[[ Material for this exercise open ]]

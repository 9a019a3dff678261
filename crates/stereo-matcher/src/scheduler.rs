//! Parallel row-band dispatch
//!
//! The output rows are split into bands of at most `grain_size` rows and
//! each band runs on a worker with a pooled scratch set. Workers write
//! only their own output rows; the inputs are shared read-only and the
//! engines read up to `window_size - 1` rows past a band's end, so no
//! cross-worker synchronization is needed beyond the pool lock.

use rayon::prelude::*;
use std::sync::Mutex;

use stereo_image::{Image, Raster};

use crate::error::{MatchError, Result};
use crate::pool::BufferPool;

/// Run `worker(first_row, scratch, band_rows)` over every band. The first
/// error reported by any band is propagated after all bands finish.
pub fn dispatch_rows<S, F>(
    out: &mut Image<f32>,
    grain_size: usize,
    pool: &BufferPool<S>,
    worker: F,
) -> Result<()>
where
    S: Default + Send,
    F: Fn(usize, &mut S, &mut [&mut [f32]]) -> Result<()> + Sync,
{
    let width = out.width();
    let stride = out.stride();
    let height = out.height();
    let mut rows: Vec<&mut [f32]> = out
        .data_mut()
        .chunks_mut(stride)
        .map(|r| &mut r[..width])
        .collect();
    debug_assert_eq!(rows.len(), height);

    log::debug!(
        "dispatching {} output rows in bands of <= {} rows",
        height,
        grain_size
    );

    let first_error: Mutex<Option<MatchError>> = Mutex::new(None);
    rows.par_chunks_mut(grain_size)
        .enumerate()
        .for_each(|(band, band_rows)| {
            let mut scratch = pool.acquire();
            if let Err(e) = worker(band * grain_size, &mut *scratch, band_rows) {
                // first error wins; later bands still run to completion
                let mut slot = first_error.lock().unwrap_or_else(|p| p.into_inner());
                if slot.is_none() {
                    *slot = Some(e);
                }
            }
        });

    match first_error.into_inner().unwrap_or_else(|p| p.into_inner()) {
        Some(e) => Err(e),
        None => Ok(()),
    }
}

[[ Material for this exercise closed ]]

Extract every record. Keep wording exact.

Solved problem:
repository 9a019a3dff678261
filename crates/stereo-matcher/src/scheduler.rs
//! Parallel row-band dispatch
//!
//! The output rows are split into bands of at most `grain_size` rows and
//! each band runs on a worker with a pooled scratch set. Workers write
//! only their own output rows; the inputs are shared read-only and the
//! engines read up to `window_size - 1` rows past a band's end, so no
//! cross-worker synchronization is needed beyond the pool lock.

use rayon::prelude::*;
use std::sync::Mutex;

use stereo_image::{Image, Raster};

use crate::error::{MatchError, Result};
use crate::pool::BufferPool;

/// Run `worker(first_row, scratch, band_rows)` over every band. The first
/// error reported by any band is propagated after all bands finish.
pub fn dispatch_rows<S, F>(
    out: &mut Image<f32>,
    grain_size: usize,
    pool: &BufferPool<S>,
    worker: F,
) -> Result<()>
where
    S: Default + Send,
    F: Fn(usize, &mut S, &mut [&mut [f32]]) -> Result<()> + Sync,
{
    let width = out.width();
    let stride = out.stride();
    let height = out.height();
    let mut rows: Vec<&mut [f32]> = out
        .data_mut()
        .chunks_mut(stride)
        .map(|r| &mut r[..width])
        .collect();
    debug_assert_eq!(rows.len(), height);

    log::debug!(
        "dispatching {} output rows in bands of <= {} rows",
        height,
        grain_size
    );

    let first_error: Mutex<Option<MatchError>> = Mutex::new(None);
    rows.par_chunks_mut(grain_size)
        .enumerate()
        .for_each(|(band, band_rows)| {
            let mut scratch = pool.acquire();
            if let Err(e) = worker(band * grain_size, &mut *scratch, band_rows) {
                // first error wins; later bands still run to completion
                let mut slot = first_error.lock().unwrap_or_else(|p| p.into_inner());
                if slot.is_none() {
                    *slot = Some(e);
                }
            }
        });

    match first_error.into_inner().unwrap_or_else(|p| p.into_inner()) {
        Some(e) => Err(e),
        None => Ok(()),
    }
}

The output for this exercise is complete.